Nah, not really. In fact, it probably is not emotional enough for some who were so looking forward to, once again, pulling a rabbit from a hat and exceeding expectations with a flowing theme of the people. (or that is the way it would have been portrayed)

Instead, there was a note of bitterness in this death. That as much change as has happened over years, they just could not meet or exceed expectations set 50 years ago this August.

It all goes back to the original promoter, Michael Lang, who managed to pull off the original event and a few since. But this one was to be the big one remembered for more years to come, in a theme reminiscent of the original but with a defiant we can do it again purpose. And Michael Lang was again going to be the notable promoter who, against all odds, managed to pull it all together. Or so the narrative was written anyway.

It was to be a remembered time in Watkins Glen, NY at first. The downfall was a chain of events from permitting and financing troubles that plagued it almost from day one. Meanwhile, the ever-persistent Michael Lang kept promising that the show would still go on, hearkening comparisons back to the original garden venue.

Well the story line and events did not line up like a moon shot. The earth did not pause in slow motion gratuity to allow it to happen. Some things in the end were just not meant to happen. Turns out that replication of some events can be almost impossible.

At the last minute, they were moving it to a Maryland venue. Well, that seemed like it would solve its major location hurdles until even that fell through. Some pre-scheduled artists, who were also left hanging during all the failing plans, decided if it were in Maryland instead of NY, they were out.

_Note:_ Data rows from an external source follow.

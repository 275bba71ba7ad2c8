use std::collections::HashMap;

use bevy::picking::Pickable;
use bevy::prelude::*;
use bevy_rapier3d::prelude::{Collider, RigidBody};

use constants::render_settings::HOVER_MARKER_RADIUS;

use super::animation::{Bob, Breathing};
use super::archetype::parts_for_id;
use super::parts::PartMaterial;
use crate::engine::assets::creature_catalog::{CreatureRecord, validate_catalog};
use crate::engine::core::app_state::SceneEntity;
use crate::engine::core::error::SceneError;
use crate::tools::interaction::{
    CreatureHover, HoverMarker, on_creature_click, on_creature_out, on_creature_over,
    on_creature_pressed,
};

/// Fixed body root placed at the creature's world position.
#[derive(Component, Debug)]
pub struct CreatureRoot {
    pub id: &'static str,
}

/// Rotated, scaled body group holding the visual parts. Pointer observers
/// live here.
#[derive(Component, Debug, Clone, Copy)]
pub struct CreatureBody {
    pub record: CreatureRecord,
}

/// Shared handles reused across every creature in one mount.
struct CreatureAssets {
    materials: HashMap<(u32, u32), Handle<StandardMaterial>>,
    marker_mesh: Handle<Mesh>,
    marker_material: Handle<StandardMaterial>,
}

impl CreatureAssets {
    fn new(meshes: &mut Assets<Mesh>, materials: &mut Assets<StandardMaterial>) -> Self {
        Self {
            materials: HashMap::new(),
            marker_mesh: meshes.add(Sphere::new(HOVER_MARKER_RADIUS).mesh().uv(16, 16)),
            marker_material: materials.add(StandardMaterial {
                base_color: Color::WHITE,
                unlit: true,
                ..default()
            }),
        }
    }

    fn material(
        &mut self,
        materials: &mut Assets<StandardMaterial>,
        part_material: &PartMaterial,
    ) -> Handle<StandardMaterial> {
        self.materials
            .entry(part_material.key())
            .or_insert_with(|| {
                materials.add(StandardMaterial {
                    base_color: part_material.base_color(),
                    perceptual_roughness: part_material.roughness,
                    ..default()
                })
            })
            .clone()
    }
}

fn spawn_creature(
    commands: &mut Commands,
    meshes: &mut Assets<Mesh>,
    materials: &mut Assets<StandardMaterial>,
    assets: &mut CreatureAssets,
    record: &CreatureRecord,
) -> Entity {
    let placement = &record.transform;
    let half = record.collider_half_extents;

    let parts: Vec<_> = parts_for_id(record.id)
        .into_iter()
        .map(|part| {
            (
                Mesh3d(meshes.add(part.shape.mesh())),
                MeshMaterial3d(assets.material(materials, &part.material)),
                part.transform(),
            )
        })
        .collect();
    if parts.is_empty() {
        warn!("No body template for creature '{}', spawning collider only", record.id);
    }

    let body_transform = Transform::from_rotation(Quat::from_euler(
        EulerRot::XYZ,
        placement.rotation.x,
        placement.rotation.y,
        placement.rotation.z,
    ))
    .with_scale(placement.scale);

    let mut root = commands.spawn((
        CreatureRoot { id: record.id },
        SceneEntity,
        Name::new(record.display_name),
        Transform::from_translation(placement.position),
        Visibility::default(),
        RigidBody::Fixed,
    ));
    if record.animates {
        root.insert(Bob {
            base_y: placement.position.y,
        });
    }

    let marker_mesh = assets.marker_mesh.clone();
    let marker_material = assets.marker_material.clone();
    root.with_children(|root| {
        root.spawn((
            Name::new("Collider"),
            Collider::cuboid(half.x, half.y, half.z),
            Transform::from_translation(record.collider_offset()),
        ));

        root.spawn((
            CreatureBody { record: *record },
            CreatureHover::default(),
            Breathing {
                base_scale_y: placement.scale.y,
            },
            Name::new("Body"),
            body_transform,
            Visibility::default(),
        ))
        .with_children(|body| {
            for bundle in parts {
                body.spawn(bundle);
            }
            body.spawn((
                HoverMarker,
                Mesh3d(marker_mesh),
                MeshMaterial3d(marker_material),
                Transform::from_xyz(0.0, record.label_height(), 0.0),
                Visibility::Hidden,
                Pickable::IGNORE,
            ));
        })
        .observe(on_creature_click)
        .observe(on_creature_pressed)
        .observe(on_creature_over)
        .observe(on_creature_out);
    });

    root.id()
}

/// Spawn every creature of the catalog. The catalog is checked first so a
/// duplicate id fails the whole mount.
pub fn spawn_creatures(
    commands: &mut Commands,
    meshes: &mut Assets<Mesh>,
    materials: &mut Assets<StandardMaterial>,
    records: &[CreatureRecord],
) -> Result<Vec<Entity>, SceneError> {
    validate_catalog(records)?;

    let mut assets = CreatureAssets::new(meshes, materials);
    let roots = records
        .iter()
        .map(|record| spawn_creature(commands, meshes, materials, &mut assets, record))
        .collect::<Vec<_>>();

    info!(
        "Spawned {} creatures sharing {} materials",
        roots.len(),
        assets.materials.len()
    );
    Ok(roots)
}

#[cfg(test)]
mod tests {
    use bevy::ecs::system::RunSystemOnce;

    use super::*;
    use crate::engine::assets::creature_catalog::{CREATURE_CATALOG, find_creature};

    fn spawn_into(
        world: &mut World,
        records: Vec<CreatureRecord>,
    ) -> Result<Vec<Entity>, SceneError> {
        world
            .run_system_once(
                move |mut commands: Commands,
                      mut meshes: ResMut<Assets<Mesh>>,
                      mut materials: ResMut<Assets<StandardMaterial>>| {
                    spawn_creatures(&mut commands, &mut meshes, &mut materials, &records)
                },
            )
            .expect("spawn system runs")
    }

    fn test_world() -> World {
        let mut world = World::new();
        world.init_resource::<Assets<Mesh>>();
        world.init_resource::<Assets<StandardMaterial>>();
        world
    }

    #[test]
    fn catalog_spawns_one_root_per_creature() {
        let mut world = test_world();
        let roots = spawn_into(&mut world, CREATURE_CATALOG.to_vec()).expect("catalog is valid");
        assert_eq!(roots.len(), 5);

        let bodies: Vec<CreatureBody> = world
            .query::<&CreatureBody>()
            .iter(&world)
            .copied()
            .collect();
        assert_eq!(bodies.len(), 5);

        let bobbing = world.query::<&Bob>().iter(&world).count();
        let animated = CREATURE_CATALOG.iter().filter(|r| r.animates).count();
        assert_eq!(bobbing, animated);
        assert_eq!(world.query::<&HoverMarker>().iter(&world).count(), 5);
    }

    #[test]
    fn root_and_body_carry_the_record_transform() {
        let mut world = test_world();
        let triceratops = *find_creature("triceratops").expect("triceratops in catalog");
        let roots = spawn_into(&mut world, vec![triceratops]).expect("single record is valid");

        let root = world.entity(roots[0]);
        assert_eq!(
            root.get::<Transform>().map(|t| t.translation),
            Some(triceratops.transform.position)
        );
        assert_eq!(root.get::<Bob>().map(|b| b.base_y), Some(0.0));

        let (body_transform, breathing) = world
            .query::<(&Transform, &Breathing)>()
            .single(&world)
            .expect("one body");
        assert_eq!(body_transform.scale, triceratops.transform.scale);
        assert_eq!(breathing.base_scale_y, triceratops.transform.scale.y);
    }

    #[test]
    fn duplicate_ids_fail_the_mount() {
        let mut world = test_world();
        let trex = *find_creature("trex").expect("trex in catalog");
        let result = spawn_into(&mut world, vec![trex, trex]);

        assert_eq!(result, Err(SceneError::DuplicateCreatureId("trex".into())));
        assert_eq!(world.query::<&CreatureRoot>().iter(&world).count(), 0);
    }

    #[test]
    fn unknown_id_gets_collider_and_marker_only() {
        let mut world = test_world();
        let mut stranger = *find_creature("trex").expect("trex in catalog");
        stranger.id = "mammoth";
        spawn_into(&mut world, vec![stranger]).expect("unique id is valid");

        assert_eq!(world.query::<&Collider>().iter(&world).count(), 1);
        assert_eq!(world.query::<&HoverMarker>().iter(&world).count(), 1);
        assert_eq!(world.query::<&Mesh3d>().iter(&world).count(), 1);
    }
}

But before this lonely death on July 31, 2019, it was a weekly roller coaster of ups and downs, ins and outs and cancellations. Also plagued by a cadre of nagging safety and security concerns. Maybe organizers were hoping that the long odds would come through? Maybe as much publicity stunt as actual event? To charity event and voter registration?

Timeline of the ladder to doom is here on Vulture. Interesting. Latest installment:

Wave the White Flag

July 31, 2019: Pour one out for what almost (never) was. Woodstock 50 officially accepts defeat, announcing in a statement the festival’s cancellation (for good this time). “We are saddened that a series of unforeseen setbacks has made it impossible to put on the festival we imagined with the great line-up we had booked and the social engagement we were anticipating,” Michael Lang writes. He confirms that the new plan was to have the festival be a benefit concert for the voter-registration charity HeadCount, but that it all fell apart due to losing the lineup. He continues, “We released all the talent so any involvement on their part would be voluntary. Due to conflicting radius issues in the DC area many acts were unable to participate
and others passed for their own reasons.” Woodstock 50 is now asking all artists originally booked — who’ve also already been paid — to donate 10 percent of their fees to HeadCount or “causes of their choice in the spirit of peace.”

In an additional statement, festival principal Greg Peck blamed original investor Dentsu Aegis for “throwing a wrench in our plans.” He claims that “some great artists came aboard over the last week to support Woodstock 50 — but time simply ran short.” Merriweather Post Pavilion operator Seth Hurwitz also said, “While we were able to quickly eliminate the venue portion of the challenge to present Woodstock, it was just too late in the game.”

This post has been updated throughout. [More]

 

No word on the final arrangements.

Could a farewell tribute be some version of “see you in court” played in key of F?

In a related metaphor, was this also a final obituary for Michael Lang’s reputation? Will this lay rest to any future plans for him?